• WORK INSTRUCTIONS:
Take the listing and give it again exactly, from its first line to its last line.

• EXTRACTED RECORDS:
----

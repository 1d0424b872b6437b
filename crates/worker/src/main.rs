//! Folio Billing Worker
//!
//! Runs the reconciliation sweep on a cron schedule: subscriptions stuck in
//! `pending_payment`/`incomplete` are confirmed or re-synced from Stripe, and
//! the results are checked against the record invariants.

use std::sync::Arc;
use std::time::Duration;

use anyhow::Context;
use folio_billing::{BillingService, InvariantCheckSummary, ReconcileReport, MIGRATOR};
use sqlx::postgres::PgPoolOptions;
use tokio::sync::Mutex;
use tokio_cron_scheduler::{Job, JobScheduler};
use tokio_util::sync::CancellationToken;
use tracing::{error, info, warn};

const DEFAULT_RECONCILE_CRON: &str = "0 */10 * * * *";
const DEFAULT_RECONCILE_BATCH_SIZE: i64 = 100;
const DEFAULT_RECONCILE_STALE_MINUTES: u64 = 15;

struct WorkerConfig {
    database_url: String,
    reconcile_cron: String,
    batch_size: i64,
    stale_after: Duration,
}

impl WorkerConfig {
    fn from_env() -> anyhow::Result<Self> {
        let database_url = std::env::var("DATABASE_URL").context("DATABASE_URL must be set")?;
        let reconcile_cron = std::env::var("RECONCILE_CRON")
            .unwrap_or_else(|_| DEFAULT_RECONCILE_CRON.to_string());
        let batch_size = match std::env::var("RECONCILE_BATCH_SIZE") {
            Ok(raw) => raw
                .parse()
                .with_context(|| format!("RECONCILE_BATCH_SIZE is not a number: {}", raw))?,
            Err(_) => DEFAULT_RECONCILE_BATCH_SIZE,
        };
        let stale_minutes: u64 = match std::env::var("RECONCILE_STALE_MINUTES") {
            Ok(raw) => raw
                .parse()
                .with_context(|| format!("RECONCILE_STALE_MINUTES is not a number: {}", raw))?,
            Err(_) => DEFAULT_RECONCILE_STALE_MINUTES,
        };

        Ok(Self {
            database_url,
            reconcile_cron,
            batch_size,
            stale_after: Duration::from_secs(stale_minutes * 60),
        })
    }
}

/// Create a database connection pool
async fn create_db_pool(database_url: &str) -> anyhow::Result<sqlx::PgPool> {
    let pool = PgPoolOptions::new()
        .max_connections(5)
        .acquire_timeout(Duration::from_secs(5))
        .connect(database_url)
        .await?;

    info!("Database pool created");
    Ok(pool)
}

/// Log results of a reconciliation sweep
fn log_sweep_results(report: &ReconcileReport, summary: &InvariantCheckSummary) {
    info!(
        examined = report.examined,
        reconciled = report.reconciled.len(),
        failed = report.failed.len(),
        invariants_healthy = summary.healthy,
        "Reconciliation cycle complete"
    );

    for failure in &report.failed {
        error!(
            account_id = %failure.account_id,
            subscription_ref = %failure.subscription_ref,
            error = %failure.error,
            "Failed to reconcile subscription"
        );
    }

    for violation in &summary.violations {
        warn!(
            invariant = %violation.invariant,
            severity = %violation.severity,
            account_ids = ?violation.account_ids,
            description = %violation.description,
            "Invariant violation after reconciliation"
        );
    }
}

#[tokio::main]
async fn main() -> anyhow::Result<()> {
    // Initialize logging
    tracing_subscriber::fmt()
        .with_env_filter(
            tracing_subscriber::EnvFilter::try_from_default_env()
                .unwrap_or_else(|_| tracing_subscriber::EnvFilter::new("info")),
        )
        .init();

    // Load environment
    dotenvy::dotenv().ok();

    info!("Starting Folio billing worker");

    let config = WorkerConfig::from_env()?;
    let pool = create_db_pool(&config.database_url).await?;
    MIGRATOR.run(&pool).await.context("Failed to run migrations")?;
    info!("Migrations applied");

    let cancel = CancellationToken::new();
    let billing = Arc::new(BillingService::from_env(pool, cancel.clone())?);

    let mut scheduler = JobScheduler::new().await?;

    // Sweeps never overlap; a tick that finds one running is skipped
    let sweep_lock = Arc::new(Mutex::new(()));
    let batch_size = config.batch_size;
    let stale_after = config.stale_after;
    let job_billing = billing.clone();
    scheduler
        .add(Job::new_async(
            config.reconcile_cron.as_str(),
            move |_uuid, _l| {
                let billing = job_billing.clone();
                let sweep_lock = sweep_lock.clone();
                Box::pin(async move {
                    let Ok(_guard) = sweep_lock.try_lock() else {
                        warn!("Previous reconciliation sweep still running, skipping");
                        return;
                    };

                    info!("Running scheduled reconciliation sweep");
                    match billing
                        .subscriptions
                        .reconcile_awaiting_settlement(stale_after, batch_size)
                        .await
                    {
                        Ok(report) => {
                            let summary = billing.invariants.run_all_checks(&report.reconciled);
                            log_sweep_results(&report, &summary);
                        }
                        Err(e) => {
                            error!(error = %e, "Reconciliation sweep failed");
                        }
                    }
                })
            },
        )?)
        .await?;
    info!(cron = %config.reconcile_cron, "Scheduled: reconciliation sweep");

    info!("Starting job scheduler");
    scheduler.start().await?;

    tokio::signal::ctrl_c().await?;
    info!("Shutdown signal received");

    // Ends in-flight retry waits so the current sweep winds down quickly
    cancel.cancel();
    scheduler.shutdown().await?;

    info!("Folio billing worker stopped");
    Ok(())
}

----

• TASK SOLUTION:
repository 1d0424b872b6437b
filename crates/worker/src/main.rs
//! Folio Billing Worker
//!
//! Runs the reconciliation sweep on a cron schedule: subscriptions stuck in
//! `pending_payment`/`incomplete` are confirmed or re-synced from Stripe, and
//! the results are checked against the record invariants.

use std::sync::Arc;
use std::time::Duration;

use anyhow::Context;
use folio_billing::{BillingService, InvariantCheckSummary, ReconcileReport, MIGRATOR};
use sqlx::postgres::PgPoolOptions;
use tokio::sync::Mutex;
use tokio_cron_scheduler::{Job, JobScheduler};
use tokio_util::sync::CancellationToken;
use tracing::{error, info, warn};

const DEFAULT_RECONCILE_CRON: &str = "0 */10 * * * *";
const DEFAULT_RECONCILE_BATCH_SIZE: i64 = 100;
const DEFAULT_RECONCILE_STALE_MINUTES: u64 = 15;

struct WorkerConfig {
    database_url: String,
    reconcile_cron: String,
    batch_size: i64,
    stale_after: Duration,
}

impl WorkerConfig {
    fn from_env() -> anyhow::Result<Self> {
        let database_url = std::env::var("DATABASE_URL").context("DATABASE_URL must be set")?;
        let reconcile_cron = std::env::var("RECONCILE_CRON")
            .unwrap_or_else(|_| DEFAULT_RECONCILE_CRON.to_string());
        let batch_size = match std::env::var("RECONCILE_BATCH_SIZE") {
            Ok(raw) => raw
                .parse()
                .with_context(|| format!("RECONCILE_BATCH_SIZE is not a number: {}", raw))?,
            Err(_) => DEFAULT_RECONCILE_BATCH_SIZE,
        };
        let stale_minutes: u64 = match std::env::var("RECONCILE_STALE_MINUTES") {
            Ok(raw) => raw
                .parse()
                .with_context(|| format!("RECONCILE_STALE_MINUTES is not a number: {}", raw))?,
            Err(_) => DEFAULT_RECONCILE_STALE_MINUTES,
        };

        Ok(Self {
            database_url,
            reconcile_cron,
            batch_size,
            stale_after: Duration::from_secs(stale_minutes * 60),
        })
    }
}

/// Create a database connection pool
async fn create_db_pool(database_url: &str) -> anyhow::Result<sqlx::PgPool> {
    let pool = PgPoolOptions::new()
        .max_connections(5)
        .acquire_timeout(Duration::from_secs(5))
        .connect(database_url)
        .await?;

    info!("Database pool created");
    Ok(pool)
}

/// Log results of a reconciliation sweep
fn log_sweep_results(report: &ReconcileReport, summary: &InvariantCheckSummary) {
    info!(
        examined = report.examined,
        reconciled = report.reconciled.len(),
        failed = report.failed.len(),
        invariants_healthy = summary.healthy,
        "Reconciliation cycle complete"
    );

    for failure in &report.failed {
        error!(
            account_id = %failure.account_id,
            subscription_ref = %failure.subscription_ref,
            error = %failure.error,
            "Failed to reconcile subscription"
        );
    }

    for violation in &summary.violations {
        warn!(
            invariant = %violation.invariant,
            severity = %violation.severity,
            account_ids = ?violation.account_ids,
            description = %violation.description,
            "Invariant violation after reconciliation"
        );
    }
}

#[tokio::main]
async fn main() -> anyhow::Result<()> {
    // Initialize logging
    tracing_subscriber::fmt()
        .with_env_filter(
            tracing_subscriber::EnvFilter::try_from_default_env()
                .unwrap_or_else(|_| tracing_subscriber::EnvFilter::new("info")),
        )
        .init();

    // Load environment
    dotenvy::dotenv().ok();

    info!("Starting Folio billing worker");

    let config = WorkerConfig::from_env()?;
    let pool = create_db_pool(&config.database_url).await?;
    MIGRATOR.run(&pool).await.context("Failed to run migrations")?;
    info!("Migrations applied");

    let cancel = CancellationToken::new();
    let billing = Arc::new(BillingService::from_env(pool, cancel.clone())?);

    let mut scheduler = JobScheduler::new().await?;

    // Sweeps never overlap; a tick that finds one running is skipped
    let sweep_lock = Arc::new(Mutex::new(()));
    let batch_size = config.batch_size;
    let stale_after = config.stale_after;
    let job_billing = billing.clone();
    scheduler
        .add(Job::new_async(
            config.reconcile_cron.as_str(),
            move |_uuid, _l| {
                let billing = job_billing.clone();
                let sweep_lock = sweep_lock.clone();
                Box::pin(async move {
                    let Ok(_guard) = sweep_lock.try_lock() else {
                        warn!("Previous reconciliation sweep still running, skipping");
                        return;
                    };

                    info!("Running scheduled reconciliation sweep");
                    match billing
                        .subscriptions
                        .reconcile_awaiting_settlement(stale_after, batch_size)
                        .await
                    {
                        Ok(report) => {
                            let summary = billing.invariants.run_all_checks(&report.reconciled);
                            log_sweep_results(&report, &summary);
                        }
                        Err(e) => {
                            error!(error = %e, "Reconciliation sweep failed");
                        }
                    }
                })
            },
        )?)
        .await?;
    info!(cron = %config.reconcile_cron, "Scheduled: reconciliation sweep");

    info!("Starting job scheduler");
    scheduler.start().await?;

    tokio::signal::ctrl_c().await?;
    info!("Shutdown signal received");

    // Ends in-flight retry waits so the current sweep winds down quickly
    cancel.cancel();
    scheduler.shutdown().await?;

    info!("Folio billing worker stopped");
    Ok(())
}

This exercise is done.